An early autumn number of the Atlantic Monthly for 1907 published a poem by Mr. Ridgley Torrence, entitled The Lesser Children, or A Threnody at the Hunting Season. The poem is worthy, in sentiment and structure, to be set beside Shelley's ode. Let us compare with the picture which the eighteenth-century poet has given us this one from our modern song-writer:
Who has not seen in the high gulf of light
What, lower, was a bird, but now
Is moored and altered quite
Into an island of unshaded joy?
To whom the mate below upon the bough
Shouts once and brings him from his high employ.
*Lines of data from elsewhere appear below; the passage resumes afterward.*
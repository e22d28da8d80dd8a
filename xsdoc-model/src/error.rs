//! Error types for layout modeling.

use thiserror::Error;

/// Error type for layout construction.
///
/// Every variant is fatal for the document being built: a layout is either
/// constructed completely or not at all.
#[derive(Debug, Clone, PartialEq, Eq, Error)]
pub enum ModelError {
    /// Malformed document structure (root annotation, missing names, base-type cycles).
    #[error("schema integrity error at '{context}': {message}")]
    SchemaIntegrity {
        /// Path or name locating the faulty fragment.
        context: String,
        /// Error message.
        message: String,
    },

    /// Declared type absent from both the local and the global type tables.
    #[error("type '{type_name}' not found (referenced at '{path}')")]
    TypeNotFound {
        /// Type name.
        type_name: String,
        /// Path of the referencing item.
        path: String,
    },

    /// A leaf item finished restriction analysis without a size.
    #[error("size of item '{name}' at '{path}' could not be determined")]
    SizeUndetermined {
        /// Item name.
        name: String,
        /// Item path.
        path: String,
    },
}

impl ModelError {
    /// Creates a schema integrity error.
    pub fn integrity(context: impl Into<String>, message: impl Into<String>) -> Self {
        Self::SchemaIntegrity {
            context: context.into(),
            message: message.into(),
        }
    }

    /// Creates a type not found error.
    pub fn type_not_found(type_name: impl Into<String>, path: impl Into<String>) -> Self {
        Self::TypeNotFound {
            type_name: type_name.into(),
            path: path.into(),
        }
    }

    /// Creates a size undetermined error.
    pub fn size_undetermined(name: impl Into<String>, path: impl Into<String>) -> Self {
        Self::SizeUndetermined {
            name: name.into(),
            path: path.into(),
        }
    }

    /// Fills in the location of an error raised without one.
    #[must_use]
    pub fn at(self, location: &str) -> Self {
        match self {
            Self::SchemaIntegrity { context, message } if context.is_empty() => {
                Self::integrity(location, message)
            }
            Self::TypeNotFound { type_name, path } if path.is_empty() => {
                Self::type_not_found(type_name, location)
            }
            other => other,
        }
    }
}

/// Result type alias for layout modeling.
pub type Result<T> = std::result::Result<T, ModelError>;
//! Indented structure tree of a layout.

use xsdoc_model::{ItemId, Layout};

/// Renders the item hierarchy with box-drawing connectors.
///
/// Duplicates are printed with their full subtree.
#[must_use]
pub fn structure_tree(layout: &Layout) -> String {
    let mut output = format!(
        "{} - {}\n{}\n",
        layout.code(),
        layout.description(),
        layout.root_item().name
    );
    write_children(layout, layout.root(), "", &mut output);
    output
}

fn write_children(layout: &Layout, id: ItemId, prefix: &str, output: &mut String) {
    let children = &layout[id].children;
    for (position, child) in children.iter().enumerate() {
        let last = position + 1 == children.len();
        let connector = if last { "└── " } else { "├── " };
        output.push_str(&format!("{prefix}{connector}{}\n", layout[*child].name));

        let continuation = if last { "    " } else { "|   " };
        write_children(layout, *child, &format!("{prefix}{continuation}"), output);
    }
}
Yet speeding he forgot not of the cloud
Where he from glory sprang and burned aloud,
But took a little of the day,
A little of the colored sky,
And of the joy that would not stay
He wove a song that cannot die.
Now let us study closely the first verse of the older poem. Spirit and voice must soar in the first line, "Hail to thee, blithe Spirit!" The two words "hail" and "blithe" are swift-winged words. Let them fly. Give them their wings. Let them do all they are intended to do. The rhythm of the whole poem is aspiring. Reverence the rhythm, but keep the thought floating clear above it in the second line, "Bird thou never wert." With the next two lines the tone must gather head to be poured forth in the last line, "In profuse strains of unpremeditated art." Let us make another comparative study. Set on the other side of this picture Lowell's description of the "little bird" in his prologue to Sir Launfal's vision:
The little bird sits at his door in the sun,
Atilt like a blossom among the leaves,
And lets his illumined being o'errun
With the deluge of summer it receives.
The second verse of the "Skylark" demands a still higher flight of imagination and tone. Let us try it.
Higher still and higher
From the earth thou springest,
Like a cloud of fire
The blue deep thou wingest,
And singing still dost soar, and soaring ever singest.